**EXERCISE OBJECTIVE**.
From the listing below, extract every line containing "RegionStats".

**MATERIAL PROVIDED**.

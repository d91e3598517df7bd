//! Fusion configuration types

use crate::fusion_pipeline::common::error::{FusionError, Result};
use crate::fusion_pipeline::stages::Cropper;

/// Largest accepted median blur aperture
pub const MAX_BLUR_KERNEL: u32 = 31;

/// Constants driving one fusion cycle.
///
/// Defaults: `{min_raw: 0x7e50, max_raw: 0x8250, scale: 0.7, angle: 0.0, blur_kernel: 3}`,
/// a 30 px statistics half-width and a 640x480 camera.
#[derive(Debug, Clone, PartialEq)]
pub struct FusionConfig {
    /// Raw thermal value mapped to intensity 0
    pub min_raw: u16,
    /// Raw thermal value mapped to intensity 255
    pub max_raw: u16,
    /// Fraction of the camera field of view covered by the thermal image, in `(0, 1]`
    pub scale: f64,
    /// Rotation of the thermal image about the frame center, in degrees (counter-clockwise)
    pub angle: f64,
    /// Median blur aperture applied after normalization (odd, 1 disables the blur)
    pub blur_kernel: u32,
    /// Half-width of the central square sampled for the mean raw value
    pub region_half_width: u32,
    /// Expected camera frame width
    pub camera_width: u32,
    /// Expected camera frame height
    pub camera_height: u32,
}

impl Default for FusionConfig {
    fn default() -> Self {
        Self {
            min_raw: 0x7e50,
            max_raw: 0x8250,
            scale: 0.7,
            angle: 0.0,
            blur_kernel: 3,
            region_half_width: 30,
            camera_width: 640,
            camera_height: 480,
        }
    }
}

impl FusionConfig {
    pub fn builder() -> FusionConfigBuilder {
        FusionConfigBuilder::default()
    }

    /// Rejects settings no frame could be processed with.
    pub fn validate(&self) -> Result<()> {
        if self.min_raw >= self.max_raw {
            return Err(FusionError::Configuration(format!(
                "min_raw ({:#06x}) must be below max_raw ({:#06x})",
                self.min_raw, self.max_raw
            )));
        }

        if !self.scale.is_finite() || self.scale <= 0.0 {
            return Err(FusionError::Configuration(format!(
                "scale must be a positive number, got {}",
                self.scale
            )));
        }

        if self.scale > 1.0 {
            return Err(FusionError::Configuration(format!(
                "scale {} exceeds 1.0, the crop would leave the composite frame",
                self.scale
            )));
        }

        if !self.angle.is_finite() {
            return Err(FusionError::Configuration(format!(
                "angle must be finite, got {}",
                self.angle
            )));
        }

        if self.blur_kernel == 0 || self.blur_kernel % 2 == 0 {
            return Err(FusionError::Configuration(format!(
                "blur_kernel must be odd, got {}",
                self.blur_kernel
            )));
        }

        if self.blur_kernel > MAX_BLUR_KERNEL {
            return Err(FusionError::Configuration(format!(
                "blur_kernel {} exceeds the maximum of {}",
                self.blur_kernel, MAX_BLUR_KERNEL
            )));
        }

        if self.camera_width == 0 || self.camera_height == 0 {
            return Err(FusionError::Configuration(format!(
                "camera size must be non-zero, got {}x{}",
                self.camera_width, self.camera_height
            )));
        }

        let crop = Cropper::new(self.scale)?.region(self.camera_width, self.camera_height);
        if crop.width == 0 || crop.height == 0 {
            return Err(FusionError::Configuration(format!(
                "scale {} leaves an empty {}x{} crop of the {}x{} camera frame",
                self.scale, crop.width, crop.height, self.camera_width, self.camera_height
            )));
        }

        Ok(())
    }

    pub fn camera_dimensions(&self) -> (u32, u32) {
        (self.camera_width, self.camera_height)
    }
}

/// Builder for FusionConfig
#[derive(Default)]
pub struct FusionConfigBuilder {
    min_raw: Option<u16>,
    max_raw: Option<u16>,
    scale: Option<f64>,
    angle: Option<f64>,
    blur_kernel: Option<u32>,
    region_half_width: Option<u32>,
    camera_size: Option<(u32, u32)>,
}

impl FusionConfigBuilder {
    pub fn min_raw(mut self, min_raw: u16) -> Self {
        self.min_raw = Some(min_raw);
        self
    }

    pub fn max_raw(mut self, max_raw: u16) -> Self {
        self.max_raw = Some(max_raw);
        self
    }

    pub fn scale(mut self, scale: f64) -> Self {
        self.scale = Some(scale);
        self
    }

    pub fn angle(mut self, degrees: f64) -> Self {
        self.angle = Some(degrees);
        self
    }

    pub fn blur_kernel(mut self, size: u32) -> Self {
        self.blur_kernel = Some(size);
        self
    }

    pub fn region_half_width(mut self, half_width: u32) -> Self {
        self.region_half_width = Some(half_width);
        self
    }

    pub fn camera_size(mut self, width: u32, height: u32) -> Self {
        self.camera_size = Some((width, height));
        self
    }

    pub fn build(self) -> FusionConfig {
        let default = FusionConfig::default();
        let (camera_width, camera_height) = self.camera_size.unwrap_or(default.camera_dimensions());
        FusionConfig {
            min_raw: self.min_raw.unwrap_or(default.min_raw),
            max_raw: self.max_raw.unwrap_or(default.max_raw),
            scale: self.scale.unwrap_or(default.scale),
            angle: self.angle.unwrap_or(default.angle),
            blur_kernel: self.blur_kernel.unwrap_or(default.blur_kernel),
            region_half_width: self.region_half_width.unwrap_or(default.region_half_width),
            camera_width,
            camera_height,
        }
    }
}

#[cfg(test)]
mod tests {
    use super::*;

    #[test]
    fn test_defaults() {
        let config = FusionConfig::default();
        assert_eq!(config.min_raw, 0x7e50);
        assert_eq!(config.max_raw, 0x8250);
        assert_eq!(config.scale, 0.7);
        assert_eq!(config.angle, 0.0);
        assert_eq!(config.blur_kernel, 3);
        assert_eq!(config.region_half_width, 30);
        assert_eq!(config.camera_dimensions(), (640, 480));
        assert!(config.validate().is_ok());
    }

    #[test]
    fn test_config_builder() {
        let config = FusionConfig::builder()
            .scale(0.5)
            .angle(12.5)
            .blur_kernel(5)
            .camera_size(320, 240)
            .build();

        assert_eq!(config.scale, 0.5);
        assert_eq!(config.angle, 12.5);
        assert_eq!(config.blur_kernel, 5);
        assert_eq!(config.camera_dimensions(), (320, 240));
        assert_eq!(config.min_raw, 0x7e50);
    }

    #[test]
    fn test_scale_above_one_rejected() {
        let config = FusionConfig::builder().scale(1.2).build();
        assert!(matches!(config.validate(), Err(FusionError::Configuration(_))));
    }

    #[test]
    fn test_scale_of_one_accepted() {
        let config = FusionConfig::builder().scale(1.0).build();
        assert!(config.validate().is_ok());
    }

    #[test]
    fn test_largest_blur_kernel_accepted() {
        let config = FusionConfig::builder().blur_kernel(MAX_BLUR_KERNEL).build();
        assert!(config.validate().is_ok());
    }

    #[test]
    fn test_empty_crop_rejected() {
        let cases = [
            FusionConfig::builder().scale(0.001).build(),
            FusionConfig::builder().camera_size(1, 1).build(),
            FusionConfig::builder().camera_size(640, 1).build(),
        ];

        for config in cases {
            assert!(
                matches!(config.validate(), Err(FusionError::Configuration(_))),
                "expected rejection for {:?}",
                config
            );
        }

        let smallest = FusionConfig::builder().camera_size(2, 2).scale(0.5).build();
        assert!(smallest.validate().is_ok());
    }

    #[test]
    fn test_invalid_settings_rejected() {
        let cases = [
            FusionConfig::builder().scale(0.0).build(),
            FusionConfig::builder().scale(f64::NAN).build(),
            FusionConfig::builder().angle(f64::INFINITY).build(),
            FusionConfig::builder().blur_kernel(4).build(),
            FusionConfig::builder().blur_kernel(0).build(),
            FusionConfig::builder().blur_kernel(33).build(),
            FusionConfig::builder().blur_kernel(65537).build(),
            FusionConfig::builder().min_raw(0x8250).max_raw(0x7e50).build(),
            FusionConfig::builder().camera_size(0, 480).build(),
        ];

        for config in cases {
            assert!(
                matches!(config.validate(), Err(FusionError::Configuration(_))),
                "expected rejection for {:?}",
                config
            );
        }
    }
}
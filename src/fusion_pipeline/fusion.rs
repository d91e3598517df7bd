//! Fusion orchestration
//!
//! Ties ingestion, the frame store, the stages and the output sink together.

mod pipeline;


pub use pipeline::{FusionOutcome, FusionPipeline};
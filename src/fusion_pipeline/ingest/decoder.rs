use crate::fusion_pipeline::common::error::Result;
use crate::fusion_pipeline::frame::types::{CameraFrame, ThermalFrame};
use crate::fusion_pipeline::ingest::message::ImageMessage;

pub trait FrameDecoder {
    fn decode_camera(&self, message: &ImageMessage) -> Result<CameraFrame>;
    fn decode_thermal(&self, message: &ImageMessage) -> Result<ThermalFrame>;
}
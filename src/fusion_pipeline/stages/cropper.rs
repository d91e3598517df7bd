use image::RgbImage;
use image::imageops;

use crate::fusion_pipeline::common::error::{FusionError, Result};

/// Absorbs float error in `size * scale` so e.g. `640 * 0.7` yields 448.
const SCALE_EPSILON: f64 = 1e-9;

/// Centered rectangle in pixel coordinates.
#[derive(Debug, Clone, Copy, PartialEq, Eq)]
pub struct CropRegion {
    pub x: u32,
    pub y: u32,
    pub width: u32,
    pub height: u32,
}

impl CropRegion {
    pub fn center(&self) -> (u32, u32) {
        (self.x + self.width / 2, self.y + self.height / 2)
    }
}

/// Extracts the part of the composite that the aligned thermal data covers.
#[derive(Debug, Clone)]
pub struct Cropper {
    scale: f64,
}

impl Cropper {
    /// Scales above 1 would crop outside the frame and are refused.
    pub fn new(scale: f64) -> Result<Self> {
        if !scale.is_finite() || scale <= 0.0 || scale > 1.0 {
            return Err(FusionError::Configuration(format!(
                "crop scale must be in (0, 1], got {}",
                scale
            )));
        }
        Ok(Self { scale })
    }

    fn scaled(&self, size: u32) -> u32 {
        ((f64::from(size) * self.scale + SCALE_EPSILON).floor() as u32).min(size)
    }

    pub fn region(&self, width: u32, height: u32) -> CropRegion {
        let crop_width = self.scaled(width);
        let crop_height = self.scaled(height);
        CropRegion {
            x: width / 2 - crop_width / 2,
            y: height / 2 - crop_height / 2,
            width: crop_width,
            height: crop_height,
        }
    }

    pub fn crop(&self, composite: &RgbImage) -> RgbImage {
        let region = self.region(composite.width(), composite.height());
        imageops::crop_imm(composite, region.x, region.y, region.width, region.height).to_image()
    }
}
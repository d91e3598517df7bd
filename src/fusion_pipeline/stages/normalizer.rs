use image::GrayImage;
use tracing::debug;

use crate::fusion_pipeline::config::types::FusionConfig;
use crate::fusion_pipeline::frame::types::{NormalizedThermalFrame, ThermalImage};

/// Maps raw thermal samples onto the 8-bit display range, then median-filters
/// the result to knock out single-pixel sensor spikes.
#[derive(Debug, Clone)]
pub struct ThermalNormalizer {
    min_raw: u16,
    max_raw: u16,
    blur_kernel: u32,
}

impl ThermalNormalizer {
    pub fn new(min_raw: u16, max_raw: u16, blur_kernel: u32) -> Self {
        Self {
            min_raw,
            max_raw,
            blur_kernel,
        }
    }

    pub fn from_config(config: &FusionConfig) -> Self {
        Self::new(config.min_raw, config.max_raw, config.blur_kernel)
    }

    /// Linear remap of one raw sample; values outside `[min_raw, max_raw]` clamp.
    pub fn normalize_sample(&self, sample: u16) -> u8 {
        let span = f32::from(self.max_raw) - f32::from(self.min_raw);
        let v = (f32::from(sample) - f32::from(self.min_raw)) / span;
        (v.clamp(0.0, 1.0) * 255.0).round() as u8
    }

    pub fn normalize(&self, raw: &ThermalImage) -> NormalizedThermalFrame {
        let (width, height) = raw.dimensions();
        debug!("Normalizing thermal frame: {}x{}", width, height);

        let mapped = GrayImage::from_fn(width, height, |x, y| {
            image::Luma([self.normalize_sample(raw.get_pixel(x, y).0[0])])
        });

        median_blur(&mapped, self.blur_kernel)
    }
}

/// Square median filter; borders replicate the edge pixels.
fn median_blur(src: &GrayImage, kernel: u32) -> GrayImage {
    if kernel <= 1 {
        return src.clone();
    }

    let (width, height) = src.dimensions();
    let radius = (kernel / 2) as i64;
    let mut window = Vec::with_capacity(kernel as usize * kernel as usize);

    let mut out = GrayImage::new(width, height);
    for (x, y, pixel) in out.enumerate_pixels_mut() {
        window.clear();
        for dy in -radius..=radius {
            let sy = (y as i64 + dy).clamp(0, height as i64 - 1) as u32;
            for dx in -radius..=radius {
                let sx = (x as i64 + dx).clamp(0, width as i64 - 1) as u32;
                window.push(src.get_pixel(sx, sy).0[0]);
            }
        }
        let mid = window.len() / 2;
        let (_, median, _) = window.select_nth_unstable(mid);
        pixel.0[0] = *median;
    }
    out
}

==

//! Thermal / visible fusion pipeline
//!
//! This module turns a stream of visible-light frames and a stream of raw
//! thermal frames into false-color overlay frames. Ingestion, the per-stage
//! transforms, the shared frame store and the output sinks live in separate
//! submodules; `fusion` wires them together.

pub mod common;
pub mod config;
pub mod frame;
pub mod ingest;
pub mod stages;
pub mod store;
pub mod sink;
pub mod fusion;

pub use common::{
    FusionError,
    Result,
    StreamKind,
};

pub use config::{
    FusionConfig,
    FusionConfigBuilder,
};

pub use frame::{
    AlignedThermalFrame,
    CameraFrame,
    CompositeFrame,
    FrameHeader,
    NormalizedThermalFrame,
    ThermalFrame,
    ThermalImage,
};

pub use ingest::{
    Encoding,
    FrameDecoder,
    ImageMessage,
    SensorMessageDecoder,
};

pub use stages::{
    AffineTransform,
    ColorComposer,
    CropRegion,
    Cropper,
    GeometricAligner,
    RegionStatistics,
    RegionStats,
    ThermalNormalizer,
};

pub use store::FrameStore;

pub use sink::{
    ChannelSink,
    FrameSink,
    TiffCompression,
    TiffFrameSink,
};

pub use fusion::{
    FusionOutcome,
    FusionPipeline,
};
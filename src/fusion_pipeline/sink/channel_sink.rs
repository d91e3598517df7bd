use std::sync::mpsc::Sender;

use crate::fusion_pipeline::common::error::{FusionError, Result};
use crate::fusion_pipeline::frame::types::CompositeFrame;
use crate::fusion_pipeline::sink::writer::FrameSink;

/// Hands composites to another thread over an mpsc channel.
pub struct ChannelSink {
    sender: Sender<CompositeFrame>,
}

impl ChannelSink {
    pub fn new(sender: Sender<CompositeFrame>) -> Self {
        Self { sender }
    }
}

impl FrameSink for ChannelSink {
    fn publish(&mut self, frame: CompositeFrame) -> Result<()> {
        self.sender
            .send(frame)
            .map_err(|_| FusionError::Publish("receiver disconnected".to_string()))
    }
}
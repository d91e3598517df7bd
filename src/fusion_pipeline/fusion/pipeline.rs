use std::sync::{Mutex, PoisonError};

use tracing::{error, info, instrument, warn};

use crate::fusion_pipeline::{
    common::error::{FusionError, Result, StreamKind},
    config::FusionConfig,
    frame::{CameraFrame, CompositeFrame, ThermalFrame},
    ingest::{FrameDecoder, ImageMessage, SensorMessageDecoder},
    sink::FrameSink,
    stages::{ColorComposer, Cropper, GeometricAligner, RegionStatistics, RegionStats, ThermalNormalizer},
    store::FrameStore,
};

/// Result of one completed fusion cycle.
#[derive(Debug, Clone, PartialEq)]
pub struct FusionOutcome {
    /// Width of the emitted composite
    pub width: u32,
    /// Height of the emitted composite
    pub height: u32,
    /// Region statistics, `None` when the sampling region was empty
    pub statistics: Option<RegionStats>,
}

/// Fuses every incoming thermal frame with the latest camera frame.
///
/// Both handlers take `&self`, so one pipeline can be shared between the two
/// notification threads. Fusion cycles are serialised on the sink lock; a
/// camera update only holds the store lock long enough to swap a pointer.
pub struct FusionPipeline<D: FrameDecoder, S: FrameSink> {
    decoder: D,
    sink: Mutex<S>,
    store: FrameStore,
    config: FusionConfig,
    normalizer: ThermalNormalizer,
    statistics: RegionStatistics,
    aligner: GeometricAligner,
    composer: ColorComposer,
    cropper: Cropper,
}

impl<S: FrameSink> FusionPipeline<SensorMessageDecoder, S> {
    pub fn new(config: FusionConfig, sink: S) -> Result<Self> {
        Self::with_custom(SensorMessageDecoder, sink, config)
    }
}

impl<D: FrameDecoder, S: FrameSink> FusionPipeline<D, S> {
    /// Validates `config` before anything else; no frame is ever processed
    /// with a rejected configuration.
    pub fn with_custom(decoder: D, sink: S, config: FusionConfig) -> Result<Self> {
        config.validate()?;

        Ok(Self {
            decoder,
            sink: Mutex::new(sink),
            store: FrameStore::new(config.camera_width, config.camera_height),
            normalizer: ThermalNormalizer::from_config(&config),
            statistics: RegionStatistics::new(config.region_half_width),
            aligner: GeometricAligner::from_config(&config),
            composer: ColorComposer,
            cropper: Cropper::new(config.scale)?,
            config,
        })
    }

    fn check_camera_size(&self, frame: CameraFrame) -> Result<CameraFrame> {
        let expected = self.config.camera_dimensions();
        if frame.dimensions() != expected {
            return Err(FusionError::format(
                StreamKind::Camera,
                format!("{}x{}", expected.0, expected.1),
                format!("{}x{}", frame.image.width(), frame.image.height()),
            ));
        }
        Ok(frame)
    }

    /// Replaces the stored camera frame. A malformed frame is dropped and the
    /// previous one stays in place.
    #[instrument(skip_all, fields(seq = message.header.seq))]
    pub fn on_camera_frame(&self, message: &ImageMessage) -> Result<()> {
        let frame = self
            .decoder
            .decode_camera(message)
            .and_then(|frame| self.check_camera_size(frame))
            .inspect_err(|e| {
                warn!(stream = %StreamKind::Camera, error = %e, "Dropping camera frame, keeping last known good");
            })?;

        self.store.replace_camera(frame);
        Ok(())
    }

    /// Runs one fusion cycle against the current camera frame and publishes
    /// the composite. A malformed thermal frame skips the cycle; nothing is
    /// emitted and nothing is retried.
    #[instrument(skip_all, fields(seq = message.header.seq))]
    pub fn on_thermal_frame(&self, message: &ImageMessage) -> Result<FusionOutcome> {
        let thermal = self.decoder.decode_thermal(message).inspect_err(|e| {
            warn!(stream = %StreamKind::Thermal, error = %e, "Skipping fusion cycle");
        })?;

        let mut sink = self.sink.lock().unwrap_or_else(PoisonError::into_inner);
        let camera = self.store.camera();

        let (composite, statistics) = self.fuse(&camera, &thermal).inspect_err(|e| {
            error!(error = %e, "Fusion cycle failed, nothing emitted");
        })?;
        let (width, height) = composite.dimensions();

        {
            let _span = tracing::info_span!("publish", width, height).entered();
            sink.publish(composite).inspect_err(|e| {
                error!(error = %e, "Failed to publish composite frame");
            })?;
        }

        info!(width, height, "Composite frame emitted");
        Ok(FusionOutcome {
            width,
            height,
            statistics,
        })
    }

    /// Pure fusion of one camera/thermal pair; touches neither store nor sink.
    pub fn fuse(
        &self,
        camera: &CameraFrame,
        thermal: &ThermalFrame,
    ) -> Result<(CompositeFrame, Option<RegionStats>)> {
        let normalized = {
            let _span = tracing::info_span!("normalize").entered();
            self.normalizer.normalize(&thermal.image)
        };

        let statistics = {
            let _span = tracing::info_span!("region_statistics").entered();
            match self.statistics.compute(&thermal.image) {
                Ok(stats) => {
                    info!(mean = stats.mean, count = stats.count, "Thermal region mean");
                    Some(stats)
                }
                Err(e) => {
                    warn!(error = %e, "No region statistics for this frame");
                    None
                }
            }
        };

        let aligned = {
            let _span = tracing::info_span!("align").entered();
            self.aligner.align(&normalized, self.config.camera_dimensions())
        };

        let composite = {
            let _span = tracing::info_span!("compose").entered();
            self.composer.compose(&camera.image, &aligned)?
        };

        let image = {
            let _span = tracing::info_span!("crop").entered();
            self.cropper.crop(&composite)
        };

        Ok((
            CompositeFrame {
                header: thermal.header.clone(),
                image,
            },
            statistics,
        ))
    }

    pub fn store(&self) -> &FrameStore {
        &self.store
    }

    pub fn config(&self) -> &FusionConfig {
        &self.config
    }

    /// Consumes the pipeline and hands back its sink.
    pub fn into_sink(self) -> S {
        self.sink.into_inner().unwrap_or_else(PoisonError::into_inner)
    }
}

==

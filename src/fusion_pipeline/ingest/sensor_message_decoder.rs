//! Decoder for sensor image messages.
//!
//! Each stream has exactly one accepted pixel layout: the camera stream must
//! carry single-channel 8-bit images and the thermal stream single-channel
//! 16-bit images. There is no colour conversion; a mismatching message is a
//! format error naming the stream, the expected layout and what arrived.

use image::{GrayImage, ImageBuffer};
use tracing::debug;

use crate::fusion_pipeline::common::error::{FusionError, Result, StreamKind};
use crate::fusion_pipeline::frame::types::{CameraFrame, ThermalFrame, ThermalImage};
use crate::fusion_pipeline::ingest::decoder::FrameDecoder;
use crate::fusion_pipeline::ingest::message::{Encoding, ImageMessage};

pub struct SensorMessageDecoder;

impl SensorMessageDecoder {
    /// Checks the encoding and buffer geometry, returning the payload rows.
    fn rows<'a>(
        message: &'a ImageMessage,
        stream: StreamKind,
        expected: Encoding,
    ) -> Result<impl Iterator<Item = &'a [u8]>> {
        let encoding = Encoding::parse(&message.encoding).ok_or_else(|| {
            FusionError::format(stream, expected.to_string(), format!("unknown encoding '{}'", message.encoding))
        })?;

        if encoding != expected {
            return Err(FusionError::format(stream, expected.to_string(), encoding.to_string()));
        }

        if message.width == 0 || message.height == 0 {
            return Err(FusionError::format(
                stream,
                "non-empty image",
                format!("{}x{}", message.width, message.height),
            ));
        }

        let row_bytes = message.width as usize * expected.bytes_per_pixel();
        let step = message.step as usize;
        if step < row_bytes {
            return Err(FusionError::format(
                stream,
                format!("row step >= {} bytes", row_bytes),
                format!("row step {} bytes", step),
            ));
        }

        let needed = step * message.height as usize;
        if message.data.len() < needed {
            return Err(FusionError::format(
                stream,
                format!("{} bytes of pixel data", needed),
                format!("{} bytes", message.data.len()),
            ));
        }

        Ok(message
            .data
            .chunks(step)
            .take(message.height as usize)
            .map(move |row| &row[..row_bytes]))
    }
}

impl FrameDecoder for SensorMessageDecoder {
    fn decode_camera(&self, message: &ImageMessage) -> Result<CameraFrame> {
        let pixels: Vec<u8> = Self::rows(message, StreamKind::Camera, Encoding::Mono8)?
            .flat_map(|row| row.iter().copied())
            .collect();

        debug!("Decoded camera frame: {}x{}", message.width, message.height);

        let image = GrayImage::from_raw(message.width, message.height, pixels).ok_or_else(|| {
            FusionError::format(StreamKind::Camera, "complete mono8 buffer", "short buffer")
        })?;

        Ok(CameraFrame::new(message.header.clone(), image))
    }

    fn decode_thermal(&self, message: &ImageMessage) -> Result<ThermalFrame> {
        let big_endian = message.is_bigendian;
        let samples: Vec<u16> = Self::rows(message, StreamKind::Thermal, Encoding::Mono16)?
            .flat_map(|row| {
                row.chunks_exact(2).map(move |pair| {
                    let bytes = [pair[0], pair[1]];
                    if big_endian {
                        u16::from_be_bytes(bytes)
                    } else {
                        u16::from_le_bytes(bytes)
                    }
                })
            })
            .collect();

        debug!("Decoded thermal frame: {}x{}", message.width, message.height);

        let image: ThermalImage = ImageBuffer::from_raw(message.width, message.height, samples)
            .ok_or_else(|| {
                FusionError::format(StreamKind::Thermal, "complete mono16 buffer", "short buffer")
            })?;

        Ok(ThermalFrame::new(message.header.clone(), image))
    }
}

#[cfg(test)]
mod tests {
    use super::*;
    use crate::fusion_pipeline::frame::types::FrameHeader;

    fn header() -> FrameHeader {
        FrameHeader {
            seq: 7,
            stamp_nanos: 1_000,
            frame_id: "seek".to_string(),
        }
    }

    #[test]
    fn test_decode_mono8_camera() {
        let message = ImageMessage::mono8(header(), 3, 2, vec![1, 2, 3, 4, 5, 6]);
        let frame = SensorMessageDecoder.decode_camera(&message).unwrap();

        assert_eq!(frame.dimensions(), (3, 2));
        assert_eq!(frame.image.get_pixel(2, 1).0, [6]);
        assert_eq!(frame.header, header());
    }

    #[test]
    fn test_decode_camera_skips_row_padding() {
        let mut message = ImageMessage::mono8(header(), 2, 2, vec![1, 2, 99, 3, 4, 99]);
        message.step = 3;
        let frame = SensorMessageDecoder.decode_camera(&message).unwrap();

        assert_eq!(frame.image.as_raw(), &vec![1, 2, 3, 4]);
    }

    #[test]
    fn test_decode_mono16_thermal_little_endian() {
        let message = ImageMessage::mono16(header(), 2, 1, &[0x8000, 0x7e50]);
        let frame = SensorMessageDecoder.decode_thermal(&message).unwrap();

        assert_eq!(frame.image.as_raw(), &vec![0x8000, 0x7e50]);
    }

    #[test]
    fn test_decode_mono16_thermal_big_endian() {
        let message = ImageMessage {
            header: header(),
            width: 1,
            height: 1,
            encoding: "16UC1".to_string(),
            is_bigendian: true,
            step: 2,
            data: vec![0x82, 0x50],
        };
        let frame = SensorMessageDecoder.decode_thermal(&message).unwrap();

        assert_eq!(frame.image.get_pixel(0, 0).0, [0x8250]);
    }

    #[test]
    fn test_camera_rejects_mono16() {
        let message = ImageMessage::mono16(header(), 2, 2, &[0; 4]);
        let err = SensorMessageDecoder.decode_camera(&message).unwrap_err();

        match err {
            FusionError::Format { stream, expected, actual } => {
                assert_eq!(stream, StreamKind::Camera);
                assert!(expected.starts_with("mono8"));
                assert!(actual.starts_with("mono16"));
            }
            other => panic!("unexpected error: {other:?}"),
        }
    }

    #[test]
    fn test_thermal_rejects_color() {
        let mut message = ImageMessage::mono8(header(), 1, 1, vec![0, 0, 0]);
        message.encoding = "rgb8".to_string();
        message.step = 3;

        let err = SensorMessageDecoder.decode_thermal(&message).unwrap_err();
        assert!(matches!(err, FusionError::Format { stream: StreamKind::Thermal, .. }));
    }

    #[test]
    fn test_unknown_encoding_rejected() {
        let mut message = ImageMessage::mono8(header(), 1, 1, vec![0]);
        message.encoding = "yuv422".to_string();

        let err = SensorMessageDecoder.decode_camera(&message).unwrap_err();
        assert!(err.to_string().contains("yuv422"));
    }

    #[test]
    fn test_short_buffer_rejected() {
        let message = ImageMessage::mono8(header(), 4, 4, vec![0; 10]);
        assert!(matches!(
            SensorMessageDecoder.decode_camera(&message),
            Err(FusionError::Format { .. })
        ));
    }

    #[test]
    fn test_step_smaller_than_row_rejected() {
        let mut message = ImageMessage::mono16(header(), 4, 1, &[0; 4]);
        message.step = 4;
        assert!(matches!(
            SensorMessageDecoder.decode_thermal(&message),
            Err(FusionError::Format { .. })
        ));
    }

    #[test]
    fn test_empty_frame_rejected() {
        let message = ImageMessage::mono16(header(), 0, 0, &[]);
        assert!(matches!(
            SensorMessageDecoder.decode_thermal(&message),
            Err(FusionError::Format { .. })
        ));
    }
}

**REPLY TO THE EXERCISE**.
    RegionStats,
    stages::{ColorComposer, Cropper, GeometricAligner, RegionStatistics, RegionStats, ThermalNormalizer},
    pub statistics: Option<RegionStats>,
    ) -> Result<(CompositeFrame, Option<RegionStats>)> {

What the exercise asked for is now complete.